Work instruction: Within the data beneath, some lines may hold the word "window". Give the number of those lines and nothing else.

::::::

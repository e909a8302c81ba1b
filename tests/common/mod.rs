//! Shared test fixtures: a scripted completion backend and tool-call helpers.

#![allow(dead_code)]

use async_trait::async_trait;
use serde_json::Value;
use std::collections::VecDeque;
use std::sync::{Arc, Mutex};
use structured_llm::{
    BlockingCompletionApi, CompletionApi, CompletionRequest, Error, RawResponse, Result,
    ToolCallRequest,
};

/// Backend that replays canned responses in order and records every request body.
///
/// Implements both the async and the blocking gateway trait, so the same script can
/// drive either client.
#[derive(Debug, Default)]
pub struct ScriptedBackend {
    responses: Mutex<VecDeque<RawResponse>>,
    requests: Mutex<Vec<Value>>,
}

impl ScriptedBackend {
    pub fn new(responses: Vec<RawResponse>) -> Arc<Self> {
        Arc::new(Self {
            responses: Mutex::new(responses.into()),
            requests: Mutex::new(Vec::new()),
        })
    }

    /// Recorded request bodies, metadata included
    pub fn requests(&self) -> Vec<Value> {
        self.requests.lock().unwrap().clone()
    }

    pub fn request_count(&self) -> usize {
        self.requests.lock().unwrap().len()
    }

    pub fn remaining(&self) -> usize {
        self.responses.lock().unwrap().len()
    }

    fn next(&self, request: &CompletionRequest<'_>) -> Result<RawResponse> {
        self.requests.lock().unwrap().push(request.to_body(true)?);
        self.responses
            .lock()
            .unwrap()
            .pop_front()
            .ok_or_else(|| Error::other("scripted backend ran out of responses"))
    }
}

#[async_trait]
impl CompletionApi for ScriptedBackend {
    async fn complete(&self, request: &CompletionRequest<'_>) -> Result<RawResponse> {
        self.next(request)
    }
}

impl BlockingCompletionApi for ScriptedBackend {
    fn complete(&self, request: &CompletionRequest<'_>) -> Result<RawResponse> {
        self.next(request)
    }
}

/// Tool-call request with JSON arguments
pub fn call(id: &str, name: &str, arguments: Value) -> ToolCallRequest {
    ToolCallRequest::new(id, name, arguments.to_string())
}

/// Response requesting the given tool calls
pub fn tool_calls(calls: Vec<ToolCallRequest>) -> RawResponse {
    RawResponse::from_tool_calls(calls)
}

/// Final text response
pub fn text(content: &str) -> RawResponse {
    RawResponse::from_text(content)
}
//! W3C WebDriver implementation of the [`Page`] capability surface.
//!
//! Talks plain HTTP+JSON to a chromedriver/geckodriver endpoint: session
//! lifecycle, navigation, the sign-in form, and two injected scripts — one
//! that serializes the element tree into the [`NodeSpec`] wire shape (same
//! preorder the snapshot uses for node ids) and one that writes a scroll
//! offset back to the element at a given preorder position.

use std::time::Duration;

use serde_json::{json, Value};

use crate::config::ScraperConfig;
use crate::dom::{NodeId, NodeSpec, Snapshot};
use crate::error::ScrapeError;
use crate::page::Page;

const SIGN_IN_PATH: &str = "/sign-in";
const ODDS_PATH: &str = "/body";
const USERCODE_SELECTOR: &str = "#usercode";
const PASSWORD_SELECTOR: &str = "#password";
const SUBMIT_SELECTOR: &str = "button[type=\"submit\"]";

const READY_POLL_INTERVAL: Duration = Duration::from_millis(200);
const READY_POLL_ATTEMPTS: u32 = 50;
const LOGIN_POLL_ATTEMPTS: u32 = 50;

const ELEMENT_KEY: &str = "element-6066-11e4-a52e-4f735466cecf";

/// Serializes the document into the `NodeSpec` tree. Children are visited in
/// order, so the driver and `Snapshot::from_spec` agree on preorder ids.
const SNAPSHOT_SCRIPT: &str = r#"
const walk = (el) => {
  let own = '';
  for (const n of el.childNodes) {
    if (n.nodeType === Node.TEXT_NODE) own += n.textContent + ' ';
  }
  const cs = window.getComputedStyle(el);
  return {
    tag: el.tagName.toLowerCase(),
    text: own,
    overflowY: cs.overflowY,
    scrollTop: el.scrollTop,
    scrollHeight: el.scrollHeight,
    clientHeight: el.clientHeight,
    children: Array.from(el.children).map(walk),
  };
};
return walk(document.documentElement);
"#;

/// Scrolls the element at preorder position `arguments[0]` to offset
/// `arguments[1]`. The root element scrolls the window.
const SCROLL_SCRIPT: &str = r#"
const target = arguments[0];
const offset = arguments[1];
let index = 0;
let found = null;
const walk = (el) => {
  if (found) return;
  if (index === target) { found = el; return; }
  index += 1;
  for (const c of el.children) walk(c);
};
walk(document.documentElement);
if (!found) return false;
if (found === document.documentElement) {
  window.scrollTo(0, offset);
} else {
  found.scrollTop = offset;
}
return true;
"#;

pub struct WebDriverPage {
    http: reqwest::Client,
    driver_url: String,
    session_id: String,
}

impl WebDriverPage {
    /// Open a fresh headless browser session against the WebDriver endpoint.
    pub async fn connect(cfg: &ScraperConfig) -> Result<Self, ScrapeError> {
        let http = reqwest::Client::new();
        let body = json!({
            "capabilities": {
                "alwaysMatch": {
                    "goog:chromeOptions": {
                        "args": ["--headless=new", "--no-sandbox", "--disable-dev-shm-usage"]
                    }
                }
            }
        });

        let resp: Value = http
            .post(format!("{}/session", cfg.webdriver_url))
            .json(&body)
            .send()
            .await?
            .json()
            .await?;

        let session_id = resp["value"]["sessionId"]
            .as_str()
            .ok_or_else(|| ScrapeError::Protocol(format!("no sessionId in {resp}")))?
            .to_string();

        tracing::info!("webdriver session {} created", session_id);
        Ok(Self { http, driver_url: cfg.webdriver_url.clone(), session_id })
    }

    /// Navigate–fill–submit–verify sign-in. A URL still on the sign-in page
    /// after submission is a hard [`ScrapeError::Login`] abort.
    pub async fn login(&mut self, cfg: &ScraperConfig) -> Result<(), ScrapeError> {
        tracing::info!("logging in");
        self.goto(&format!("{}{}", cfg.base_url, SIGN_IN_PATH)).await?;
        self.wait_ready().await?;

        self.fill(USERCODE_SELECTOR, &cfg.usercode).await?;
        self.fill(PASSWORD_SELECTOR, &cfg.password).await?;
        self.click(SUBMIT_SELECTOR).await?;

        for _ in 0..LOGIN_POLL_ATTEMPTS {
            if !self.current_url().await?.contains(SIGN_IN_PATH) {
                return Ok(());
            }
            tokio::time::sleep(READY_POLL_INTERVAL).await;
        }
        Err(ScrapeError::Login("still on sign-in page after submit".to_string()))
    }

    /// Navigate to the odds page.
    pub async fn open_odds_page(&mut self, cfg: &ScraperConfig) -> Result<(), ScrapeError> {
        tracing::info!("opening {}", ODDS_PATH);
        self.goto(&format!("{}{}", cfg.base_url, ODDS_PATH)).await
    }

    /// Tear down the browser session. Best-effort; callers may ignore errors.
    pub async fn close(self) -> Result<(), ScrapeError> {
        self.http
            .delete(format!("{}/session/{}", self.driver_url, self.session_id))
            .send()
            .await?;
        Ok(())
    }

    // ── Wire protocol helpers ────────────────────────────────────────────────

    fn session_url(&self, path: &str) -> String {
        format!("{}/session/{}{}", self.driver_url, self.session_id, path)
    }

    async fn post(&self, path: &str, body: Value) -> Result<Value, ScrapeError> {
        let resp = self.http.post(self.session_url(path)).json(&body).send().await?;
        let status = resp.status();
        let payload: Value = resp.json().await?;
        if !status.is_success() {
            let message = payload["value"]["message"].as_str().unwrap_or("").to_string();
            return Err(ScrapeError::Protocol(format!("POST {path}: {status}: {message}")));
        }
        Ok(payload["value"].clone())
    }

    async fn get(&self, path: &str) -> Result<Value, ScrapeError> {
        let resp = self.http.get(self.session_url(path)).send().await?;
        let status = resp.status();
        let payload: Value = resp.json().await?;
        if !status.is_success() {
            return Err(ScrapeError::Protocol(format!("GET {path}: {status}")));
        }
        Ok(payload["value"].clone())
    }

    async fn goto(&self, url: &str) -> Result<(), ScrapeError> {
        self.post("/url", json!({ "url": url }))
            .await
            .map_err(|e| ScrapeError::Navigation(format!("{url}: {e}")))?;
        Ok(())
    }

    async fn current_url(&self) -> Result<String, ScrapeError> {
        Ok(self.get("/url").await?.as_str().unwrap_or_default().to_string())
    }

    async fn find_element(&self, css: &str) -> Result<String, ScrapeError> {
        let value = self
            .post("/element", json!({ "using": "css selector", "value": css }))
            .await?;
        value[ELEMENT_KEY]
            .as_str()
            .map(str::to_string)
            .ok_or_else(|| ScrapeError::Protocol(format!("no element ref for {css}")))
    }

    async fn fill(&self, css: &str, text: &str) -> Result<(), ScrapeError> {
        let element = self.find_element(css).await?;
        self.post(&format!("/element/{element}/value"), json!({ "text": text })).await?;
        Ok(())
    }

    async fn click(&self, css: &str) -> Result<(), ScrapeError> {
        let element = self.find_element(css).await?;
        self.post(&format!("/element/{element}/click"), json!({})).await?;
        Ok(())
    }

    async fn execute(&self, script: &str, args: Value) -> Result<Value, ScrapeError> {
        self.post("/execute/sync", json!({ "script": script, "args": args })).await
    }
}

impl Page for WebDriverPage {
    async fn wait_ready(&mut self) -> Result<(), ScrapeError> {
        for _ in 0..READY_POLL_ATTEMPTS {
            let state = self.execute("return document.readyState;", json!([])).await?;
            if state.as_str() == Some("complete") {
                return Ok(());
            }
            tokio::time::sleep(READY_POLL_INTERVAL).await;
        }
        Err(ScrapeError::NotReady("document.readyState never reached complete".to_string()))
    }

    async fn snapshot(&mut self) -> Result<Snapshot, ScrapeError> {
        let value = self.execute(SNAPSHOT_SCRIPT, json!([])).await?;
        let spec: NodeSpec = serde_json::from_value(value)?;
        Ok(Snapshot::from_spec(&spec))
    }

    async fn set_scroll(&mut self, target: NodeId, offset: f64) -> Result<(), ScrapeError> {
        self.execute(SCROLL_SCRIPT, json!([target, offset])).await?;
        Ok(())
    }
}
//! Deterministic identifiers.
//!
//! The upstream site never exposes primary keys, so every league, team and
//! match gets a synthetic id derived from a namespaced seed string. The hash
//! is FNV-1a over UTF-16 code units, which keeps ids bit-for-bit reproducible
//! across runs and platforms. Referential identity only — never security.

const FNV_OFFSET_BASIS: u32 = 0x811c_9dc5;
const FNV_PRIME: u32 = 0x0100_0193;

/// 32-bit FNV-1a over the UTF-16 code units of `s`.
pub fn fnv1a_utf16(s: &str) -> u32 {
    let mut h = FNV_OFFSET_BASIS;
    for unit in s.encode_utf16() {
        h ^= u32::from(unit);
        h = h.wrapping_mul(FNV_PRIME);
    }
    h
}

/// Stable numeric id for an arbitrary seed. Empty seed hashes the empty
/// string, yielding the FNV offset basis.
pub fn stable_id(seed: &str) -> u32 {
    fnv1a_utf16(seed)
}

/// Seed for a league entity. Two leagues with the same normalized name
/// collapse to the same id; same-name disambiguation is out of scope.
pub fn league_seed(name: &str) -> String {
    format!("league:{name}")
}

/// Seed for a team entity, scoped under its league id.
pub fn team_seed(league_id: u32, name: &str) -> String {
    format!("team:{league_id}:{name}")
}

/// Seed for a match, built from the league plus the raw card fields so the id
/// survives re-scrapes of an unchanged card.
pub fn match_seed(
    league: &str,
    start_time_text: &str,
    home: &str,
    away: &str,
    handicap_text: &str,
    ou_text: &str,
) -> String {
    format!("match:{league}:{start_time_text}:{home}:{away}:{handicap_text}:{ou_text}")
}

::::::

Answer area: 3